*** EXTRACTED MATERIAL Section Begins ***

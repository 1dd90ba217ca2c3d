mod tests {
    use eyes_sequencer::{
        Duration, Effect, EyeLayout, FrameBuffer, FrameStep, Lfsr, OutputScope, Rgb,
        color::{PALETTE, dim, palette_color},
        effect::{
            CirclesConfig, CirclesEffect, CrossfadeConfig, CrossfadeEffect, FlashingConfig,
            FlashingEffect, RollercoasterConfig, RollercoasterEffect, ScannerConfig,
            ScannerEffect, SparklesConfig, SparklesEffect,
        },
        layout::{FIGURE_EIGHT, SCANNER_LOWER, SCANNER_UPPER, opposite_eye_index},
        math8::qsub8,
    };

    const TURQUOISE: Rgb = Rgb {
        r: 0x40,
        g: 0xE0,
        b: 0xD0,
    };
    const PURPLE: Rgb = Rgb {
        r: 0x90,
        g: 0x00,
        b: 0x80,
    };

    /// Render every remaining frame, keeping a snapshot of each
    fn run_to_end<E: Effect>(
        effect: &mut E,
        rng: &mut Lfsr,
        frame: &mut FrameBuffer,
    ) -> Vec<(FrameStep, FrameBuffer)> {
        let mut frames = Vec::new();
        while let Some(step) = effect.render(rng, frame) {
            frames.push((step, frame.clone()));
            assert!(frames.len() < 100_000, "effect never finished");
        }
        frames
    }

    /// Reference generator advanced by `draws` bytes
    fn lfsr_after(draws: usize) -> Lfsr {
        let mut rng = Lfsr::default();
        for _ in 0..draws {
            rng.next_byte();
        }
        rng
    }

    fn lit_count(frame: &FrameBuffer) -> usize {
        frame.pixels().iter().filter(|led| **led != Rgb::default()).count()
    }

    fn decayed(color: Rgb, amount: u8) -> Rgb {
        Rgb {
            r: qsub8(color.r, amount),
            g: qsub8(color.g, amount),
            b: qsub8(color.b, amount),
        }
    }

    #[test]
    fn test_first_draw_is_turquoise() {
        assert_eq!(palette_color(Lfsr::default().next_byte()), TURQUOISE);
    }

    #[test]
    fn test_flashing_ramps_up_and_down() {
        let config = FlashingConfig {
            repetitions: 2,
            step_delay: Duration::from_millis(20),
        };
        let mut effect = FlashingEffect::new(config, EyeLayout::Dual);
        let mut rng = Lfsr::default();
        let mut frame = FrameBuffer::new();
        let frames = run_to_end(&mut effect, &mut rng, &mut frame);

        assert_eq!(frames.len(), 2 * 128);
        assert!(frames.iter().all(|(step, _)| {
            step.delay == Duration::from_millis(20) && step.scope == OutputScope::FirstHalfTwice
        }));

        // Dark at both ends, full palette color >> 3 at the top
        assert_eq!(lit_count(&frames[0].1), 0);
        assert_eq!(lit_count(&frames[127].1), 0);
        let peak = dim(TURQUOISE, 3);
        assert!(frames[63].1.pixels().iter().all(|led| *led == peak));
        assert!(frames[64].1.pixels().iter().all(|led| *led == peak));

        // The falling ramp mirrors the rising one
        for k in 0..64 {
            assert_eq!(frames[64 + k].1, frames[63 - k].1);
        }

        // One color draw per repetition
        assert_eq!(rng.state(), lfsr_after(2).state());
    }

    #[test]
    fn test_flashing_single_eye_sends_full_frame() {
        let config = FlashingConfig {
            repetitions: 1,
            step_delay: Duration::from_millis(20),
        };
        let mut effect = FlashingEffect::new(config, EyeLayout::Single);
        let mut frame = FrameBuffer::new();
        let step = effect.render(&mut Lfsr::default(), &mut frame);
        assert_eq!(step.map(|s| s.scope), Some(OutputScope::Full));
    }

    #[test]
    fn test_crossfade_swaps_eyes() {
        let config = CrossfadeConfig {
            repetitions: 2,
            fade_in_delay: Duration::from_millis(16),
            hand_over_delay: Duration::from_millis(8),
        };
        let mut effect = CrossfadeEffect::new(config);
        let mut rng = Lfsr::default();
        let mut frame = FrameBuffer::new();
        let frames = run_to_end(&mut effect, &mut rng, &mut frame);

        assert_eq!(frames.len(), 2 * 128);
        assert!(frames[..64].iter().all(|(step, _)| step.delay == Duration::from_millis(16)));
        assert!(frames[64..128].iter().all(|(step, _)| step.delay == Duration::from_millis(8)));

        let full = dim(TURQUOISE, 3);
        // End of the first half cycle: first eye lit, nothing carried over yet
        let pixels = frames[63].1.pixels();
        assert!(pixels[..8].iter().all(|led| *led == full));
        assert!(pixels[8..].iter().all(|led| *led == Rgb::default()));

        // End of the second half cycle: color moved to the second eye
        let pixels = frames[127].1.pixels();
        assert!(pixels[..8].iter().all(|led| *led == Rgb::default()));
        assert!(pixels[8..].iter().all(|led| *led == full));

        // Next repetition starts by fading turquoise out of the second eye
        let pixels = frames[128].1.pixels();
        assert!(pixels[8..].iter().all(|led| *led == full));
        assert!(pixels[..8].iter().all(|led| *led == Rgb::default()));

        assert_eq!(rng.state(), lfsr_after(2).state());
    }

    #[test]
    fn test_scanner_sweep() {
        let config = ScannerConfig {
            repetitions: 1,
            pause_steps: 50,
            step_delay: Duration::from_millis(20),
        };
        let mut effect = ScannerEffect::new(config, EyeLayout::Dual);
        let mut rng = Lfsr::default();
        let mut frame = FrameBuffer::new();
        let frames = run_to_end(&mut effect, &mut rng, &mut frame);
        assert_eq!(frames.len(), 10 + 50);

        // After the sweep the last position is at full brightness and every
        // earlier position has decayed by its age
        let lit = dim(TURQUOISE, 4);
        let after_sweep = &frames[9].1;
        for (age, (&upper, &lower)) in SCANNER_UPPER.iter().zip(&SCANNER_LOWER).rev().enumerate()
        {
            let age = u8::try_from(age).unwrap();
            assert_eq!(after_sweep[upper], decayed(lit, age));
            assert_eq!(after_sweep[lower], decayed(lit, age));
        }
        assert_eq!(after_sweep[10], lit);

        // The pause lets the trail die out completely
        assert_eq!(lit_count(&frames[59].1), 0);
        assert_eq!(rng.state(), lfsr_after(1).state());
    }

    #[test]
    fn test_scanner_single_eye_skips_lower_path() {
        let config = ScannerConfig {
            repetitions: 1,
            pause_steps: 0,
            step_delay: Duration::from_millis(20),
        };
        let mut effect = ScannerEffect::new(config, EyeLayout::Single);
        let mut frame = FrameBuffer::new();
        let frames = run_to_end(&mut effect, &mut Lfsr::default(), &mut frame);
        assert_eq!(frames.len(), 10);

        for index in [5, 4, 3, 13, 12, 11] {
            assert_eq!(frame[index], Rgb::default());
        }
        assert_eq!(frame[10], dim(TURQUOISE, 4));
    }

    #[test]
    fn test_sparkles_walk_palette() {
        let config = SparklesConfig {
            repetitions: 3,
            step_delay: Duration::from_millis(80),
        };
        let mut effect = SparklesEffect::new(config);
        let mut rng = Lfsr::default();
        let mut frame = FrameBuffer::new();

        // First sparkle is a shade of red
        let step = effect.render(&mut rng, &mut frame);
        assert_eq!(step, Some(FrameStep::full(Duration::from_millis(80))));
        let lit: Vec<Rgb> = frame
            .pixels()
            .iter()
            .copied()
            .filter(|led| *led != Rgb::default())
            .collect();
        assert!(!lit.is_empty() && lit.len() <= 2);
        for led in lit {
            assert!((31..=39).contains(&led.r));
            assert!(led.g <= 7 && led.b <= 7);
        }

        let rest = run_to_end(&mut effect, &mut rng, &mut frame);
        assert_eq!(rest.len() + 1, PALETTE.len() * 3);

        // Two positions and three offsets per frame
        assert_eq!(rng.state(), lfsr_after(PALETTE.len() * 3 * 5).state());
    }

    #[test]
    fn test_sparkles_without_repetitions() {
        let config = SparklesConfig {
            repetitions: 0,
            step_delay: Duration::from_millis(80),
        };
        let mut effect = SparklesEffect::new(config);
        assert!(effect.render(&mut Lfsr::default(), &mut FrameBuffer::new()).is_none());
    }

    #[test]
    fn test_circles_mirror_second_eye() {
        let config = CirclesConfig {
            repetitions: 2,
            step_delay: Duration::from_millis(80),
        };
        let mut effect = CirclesEffect::new(config, EyeLayout::Dual);
        let mut rng = Lfsr::default();
        let mut frame = FrameBuffer::new();
        let frames = run_to_end(&mut effect, &mut rng, &mut frame);
        assert_eq!(frames.len(), 16);

        let lit = dim(TURQUOISE, 4);
        let first = &frames[0].1;
        assert_eq!(first[0], lit);
        assert_eq!(first[opposite_eye_index(0)], lit);
        assert_eq!(opposite_eye_index(0), 12);
        assert_eq!(opposite_eye_index(4), 8);
        assert_eq!(lit_count(first), 2);

        let second = &frames[1].1;
        assert_eq!(second[0], decayed(lit, 2));
        assert_eq!(second[1], lit);
        assert_eq!(second[13], lit);

        assert_eq!(rng.state(), lfsr_after(2).state());
    }

    #[test]
    fn test_circles_single_eye() {
        let config = CirclesConfig {
            repetitions: 1,
            step_delay: Duration::from_millis(80),
        };
        let mut effect = CirclesEffect::new(config, EyeLayout::Single);
        let mut frame = FrameBuffer::new();
        let frames = run_to_end(&mut effect, &mut Lfsr::default(), &mut frame);
        assert_eq!(frames.len(), 8);
        assert!(frames.iter().all(|(_, frame)| frame.pixels()[8..]
            .iter()
            .all(|led| *led == Rgb::default())));
    }

    #[test]
    fn test_rollercoaster_carries_color() {
        let config = RollercoasterConfig {
            repetitions: 2,
            step_delay: Duration::from_millis(50),
        };
        let mut effect = RollercoasterEffect::new(config);
        let mut rng = Lfsr::default();
        let mut frame = FrameBuffer::new();
        let frames = run_to_end(&mut effect, &mut rng, &mut frame);
        assert_eq!(frames.len(), 2 * 16);
        assert!(frames.iter().all(|(step, _)| step.delay == Duration::from_millis(50)));

        // First lap starts at the first pick, second lap at the second
        assert_eq!(frames[0].1[FIGURE_EIGHT[0]], dim(TURQUOISE, 4));
        assert_eq!(frames[16].1[FIGURE_EIGHT[0]], dim(PURPLE, 4));

        // One initial pick plus one per lap
        assert_eq!(rng.state(), lfsr_after(3).state());
    }

    #[test]
    fn test_rollercoaster_color_walk() {
        // Turquoise to purple: r +80, g -224, b -80 over 16 steps
        let config = RollercoasterConfig {
            repetitions: 1,
            step_delay: Duration::from_millis(50),
        };
        let mut effect = RollercoasterEffect::new(config);
        let mut frame = FrameBuffer::new();
        let frames = run_to_end(&mut effect, &mut Lfsr::default(), &mut frame);

        let second = Rgb {
            r: 0x40 + 5,
            g: 0xE0 - 14,
            b: 0xD0 - 5,
        };
        assert_eq!(frames[1].1[FIGURE_EIGHT[1]], dim(second, 4));
    }

    #[test]
    fn test_reset_replays() {
        let config = CirclesConfig {
            repetitions: 1,
            step_delay: Duration::from_millis(80),
        };
        let mut effect = CirclesEffect::new(config, EyeLayout::Dual);
        let mut rng = Lfsr::default();
        let mut frame = FrameBuffer::new();
        assert_eq!(run_to_end(&mut effect, &mut rng, &mut frame).len(), 8);
        assert!(effect.render(&mut rng, &mut frame).is_none());

        effect.reset();
        assert_eq!(run_to_end(&mut effect, &mut rng, &mut frame).len(), 8);
    }
}
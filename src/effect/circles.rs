//! Circles effect
//!
//! A dot runs around the first eye. On dual hardware a second dot runs around
//! the other eye half a turn ahead.

use embassy_time::Duration;

use super::{Effect, FrameStep, RepCursor};
use crate::{
    color::{Rgb, palette_color},
    frame::FrameBuffer,
    layout::{EYE_PIXELS, EyeLayout, opposite_eye_index},
    lfsr::Lfsr,
};

const CIRCLE_SHIFT: u8 = 4;
const CIRCLE_DECAY: u8 = 2;

#[derive(Debug, Clone, Copy, PartialEq, Eq)]
pub struct CirclesConfig {
    /// Number of laps
    pub repetitions: u16,
    /// Delay after every step
    pub step_delay: Duration,
}

#[derive(Debug, Clone)]
pub struct CirclesEffect {
    config: CirclesConfig,
    layout: EyeLayout,
    cursor: RepCursor,
    color: Rgb,
}

impl CirclesEffect {
    pub fn new(config: CirclesConfig, layout: EyeLayout) -> Self {
        Self {
            config,
            layout,
            cursor: RepCursor::new(),
            color: Rgb::default(),
        }
    }
}

impl Effect for CirclesEffect {
    fn render(&mut self, rng: &mut Lfsr, frame: &mut FrameBuffer) -> Option<FrameStep> {
        if self.cursor.is_done(self.config.repetitions) {
            return None;
        }

        let step = self.cursor.step();
        if step == 0 {
            self.color = palette_color(rng.next_byte());
        }

        frame.decay(CIRCLE_DECAY);
        frame.set_pixel(step, self.color, CIRCLE_SHIFT);
        if self.layout.is_dual() {
            frame.set_pixel(opposite_eye_index(step), self.color, CIRCLE_SHIFT);
        }

        self.cursor.advance(EYE_PIXELS);
        Some(FrameStep::full(self.config.step_delay))
    }

    fn reset(&mut self) {
        self.cursor = RepCursor::new();
    }
}
//! Physical layout of the eyes array
//!
//! Two rings of eight pixels chained on one data line. The index tables below
//! describe that wiring; they are measured layout data, not computed paths.

/// Number of pixels on the strip
pub const PIXEL_COUNT: usize = 16;

/// Number of pixels in one eye
pub const EYE_PIXELS: usize = PIXEL_COUNT / 2;

/// Upper half of both eyes, left to right
pub const SCANNER_UPPER: [usize; 10] = [6, 7, 0, 1, 2, 14, 15, 8, 9, 10];

/// Lower half of both eyes, left to right
pub const SCANNER_LOWER: [usize; 10] = [6, 5, 4, 3, 2, 14, 13, 12, 11, 10];

/// Figure eight loop through both eyes
pub const FIGURE_EIGHT: [usize; PIXEL_COUNT] =
    [2, 3, 4, 5, 6, 7, 0, 1, 14, 13, 12, 11, 10, 9, 8, 15];

/// How many LED segments the firmware addresses
#[derive(Debug, Clone, Copy, PartialEq, Eq, Default)]
pub enum EyeLayout {
    /// One segment, effects address the buffer as a single eye
    Single,
    /// Two segments, effects mirror motion onto the second eye
    #[default]
    Dual,
}

impl EyeLayout {
    pub const fn is_dual(self) -> bool {
        matches!(self, Self::Dual)
    }
}

/// Pixel in the second eye matching position `i` of the first, half a turn ahead
pub const fn opposite_eye_index(i: usize) -> usize {
    EYE_PIXELS + (EYE_PIXELS / 2 + i) % EYE_PIXELS
}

*** EXTRACTED MATERIAL Section Ends ***

Among the records above, which lines hold the word "usize"? Copy each one.

* **RESPONSE**:
    fn lfsr_after(draws: usize) -> Lfsr {
    fn lit_count(frame: &FrameBuffer) -> usize {
pub const PIXEL_COUNT: usize = 16;
pub const EYE_PIXELS: usize = PIXEL_COUNT / 2;
pub const SCANNER_UPPER: [usize; 10] = [6, 7, 0, 1, 2, 14, 15, 8, 9, 10];
pub const SCANNER_LOWER: [usize; 10] = [6, 5, 4, 3, 2, 14, 13, 12, 11, 10];
pub const FIGURE_EIGHT: [usize; PIXEL_COUNT] =
pub const fn opposite_eye_index(i: usize) -> usize {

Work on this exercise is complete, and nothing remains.